Extracted records
--- START ---
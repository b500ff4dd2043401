//! Feature gates: what the admin UI shows next to a place's featured
//! toggle, gallery uploader and floorplan editor.
//!
//! The gate functions are pure. [`PlaceUpsellService`] loads the counts
//! and entitlements they need.

use lokal_core::error::LokalResult;
use lokal_core::plan::Plan;
use lokal_core::repository::{
    FeatureSubscriptionRepository, FloorplanRepository, PlaceRepository, SiteRepository,
    SiteSubscriptionRepository, UsageRepository,
};
use serde::Serialize;
use uuid::Uuid;

use crate::entitlements::{Entitlements, EntitlementsService};
use crate::feature_subscription::{
    FeatureSubscriptionService, FloorplanEntitlement, FloorplanStatus,
};

#[derive(Debug, Clone, Copy, PartialEq, Eq, Serialize)]
#[serde(rename_all = "snake_case")]
pub enum GateReason {
    /// The site's plan does not include the feature.
    NotInPlan,
    /// The site subscription is expired or inactive.
    SubscriptionInactive,
    PlanLimitReached,
    /// No usable add-on subscription covers the place.
    NoAddOn,
    AddOnLimitReached,
}

#[derive(Debug, Clone, Copy, PartialEq, Eq, Serialize)]
#[serde(rename_all = "snake_case")]
pub enum UpgradeCta {
    ViewPlans,
    UpgradePlan,
    RenewSubscription,
    BuyAddOn,
    ContactSales,
}

#[derive(Debug, Clone, Copy, PartialEq, Eq, Serialize)]
#[serde(rename_all = "snake_case")]
pub enum AlternativeCta {
    UnfeatureAnotherPlace,
    RemoveImages,
    ReplaceFloorplan,
}

#[derive(Debug, Clone, PartialEq, Eq, Serialize)]
#[serde(tag = "state", rename_all = "snake_case")]
pub enum FeatureGate {
    Enabled,
    Locked {
        reason: GateReason,
        upgrade_cta: UpgradeCta,
    },
    LimitReached {
        reason: GateReason,
        upgrade_cta: UpgradeCta,
        alternative_cta: AlternativeCta,
    },
}

impl FeatureGate {
    pub fn is_enabled(&self) -> bool {
        matches!(self, FeatureGate::Enabled)
    }
}

const NOT_IN_PLAN: FeatureGate = FeatureGate::Locked {
    reason: GateReason::NotInPlan,
    upgrade_cta: UpgradeCta::ViewPlans,
};

const SUBSCRIPTION_INACTIVE: FeatureGate = FeatureGate::Locked {
    reason: GateReason::SubscriptionInactive,
    upgrade_cta: UpgradeCta::RenewSubscription,
};

/// Gate for marking one more place as featured.
///
/// A plan without featured slots is locked whatever the current count.
pub fn featured_gate(entitlements: &Entitlements, current_featured: u64) -> FeatureGate {
    let max = entitlements.limits.featured_places_max;
    if max == 0 || !entitlements.features.featured_places {
        return NOT_IN_PLAN;
    }
    if !entitlements.is_usable() {
        return SUBSCRIPTION_INACTIVE;
    }
    if current_featured >= u64::from(max) {
        return FeatureGate::LimitReached {
            reason: GateReason::PlanLimitReached,
            upgrade_cta: UpgradeCta::UpgradePlan,
            alternative_cta: AlternativeCta::UnfeatureAnotherPlace,
        };
    }
    FeatureGate::Enabled
}

/// Gate for uploading one more gallery image to a place.
///
/// `place_limit` replaces the plan's `gallery_images_max` when set.
pub fn gallery_gate(
    entitlements: &Entitlements,
    current_images: u64,
    place_limit: Option<u32>,
) -> FeatureGate {
    if !entitlements.features.galleries {
        return NOT_IN_PLAN;
    }
    if !entitlements.is_usable() {
        return SUBSCRIPTION_INACTIVE;
    }
    let limit = place_limit.unwrap_or(entitlements.limits.gallery_images_max);
    if current_images >= u64::from(limit) {
        return FeatureGate::LimitReached {
            reason: GateReason::PlanLimitReached,
            upgrade_cta: UpgradeCta::UpgradePlan,
            alternative_cta: AlternativeCta::RemoveImages,
        };
    }
    FeatureGate::Enabled
}

/// Gate for adding a floorplan to a place.
///
/// FREE sites never get floorplans. Other plans defer to the add-on
/// subscription covering the place.
pub fn floorplan_gate(entitlements: &Entitlements, floorplan: &FloorplanEntitlement) -> FeatureGate {
    if entitlements.plan == Plan::Free || !entitlements.features.floorplans {
        return NOT_IN_PLAN;
    }
    match floorplan.status {
        FloorplanStatus::Locked => FeatureGate::Locked {
            reason: GateReason::NoAddOn,
            upgrade_cta: UpgradeCta::BuyAddOn,
        },
        FloorplanStatus::LimitReached => FeatureGate::LimitReached {
            reason: GateReason::AddOnLimitReached,
            upgrade_cta: UpgradeCta::ContactSales,
            alternative_cta: AlternativeCta::ReplaceFloorplan,
        },
        FloorplanStatus::Active => FeatureGate::Enabled,
    }
}

/// All gates of one place.
#[derive(Debug, Clone, PartialEq, Eq, Serialize)]
pub struct PlaceGates {
    pub place_id: Uuid,
    pub featured: FeatureGate,
    pub gallery: FeatureGate,
    pub floorplan: FeatureGate,
}

pub struct PlaceUpsellService<S, SS, U, F, P, FP>
where
    S: SiteRepository,
    SS: SiteSubscriptionRepository,
    U: UsageRepository,
    F: FeatureSubscriptionRepository,
    P: PlaceRepository,
    FP: FloorplanRepository,
{
    entitlements: EntitlementsService<S, SS, U>,
    feature_subscriptions: FeatureSubscriptionService<S, F, P, FP>,
    place_repo: P,
    usage_repo: U,
}

impl<S, SS, U, F, P, FP> PlaceUpsellService<S, SS, U, F, P, FP>
where
    S: SiteRepository,
    SS: SiteSubscriptionRepository,
    U: UsageRepository,
    F: FeatureSubscriptionRepository,
    P: PlaceRepository,
    FP: FloorplanRepository,
{
    pub fn new(
        entitlements: EntitlementsService<S, SS, U>,
        feature_subscriptions: FeatureSubscriptionService<S, F, P, FP>,
        place_repo: P,
        usage_repo: U,
    ) -> Self {
        Self {
            entitlements,
            feature_subscriptions,
            place_repo,
            usage_repo,
        }
    }

    pub async fn place_gates(&self, site_id: Uuid, place_id: Uuid) -> LokalResult<PlaceGates> {
        let place = self.place_repo.get_by_id(site_id, place_id).await?;

        let (entitlements, images, floorplan) = tokio::try_join!(
            self.entitlements.get_by_site_id(site_id),
            self.usage_repo.count_place_gallery_images(site_id, place_id),
            self.feature_subscriptions
                .get_floorplan_entitlement(site_id, place_id),
        )?;

        // A place that is already featured holds its own slot.
        let other_featured = entitlements
            .usage
            .featured_places
            .saturating_sub(u64::from(place.is_featured));

        Ok(PlaceGates {
            place_id,
            featured: featured_gate(&entitlements, other_featured),
            gallery: gallery_gate(&entitlements, images, place.gallery_image_limit),
            floorplan: floorplan_gate(&entitlements, &floorplan),
        })
    }
}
--- END ---
=== Exercise prompt ===
Look above and return each line of the records exactly, from the very first through the line with "use uuid::Uuid;", both included.

=== Answer below ===
repository b500ff4dd2043401
//! Feature gates: what the admin UI shows next to a place's featured
//! toggle, gallery uploader and floorplan editor.
//!
//! The gate functions are pure. [`PlaceUpsellService`] loads the counts
//! and entitlements they need.

use lokal_core::error::LokalResult;
use lokal_core::plan::Plan;
use lokal_core::repository::{
    FeatureSubscriptionRepository, FloorplanRepository, PlaceRepository, SiteRepository,
    SiteSubscriptionRepository, UsageRepository,
};
use serde::Serialize;
use uuid::Uuid;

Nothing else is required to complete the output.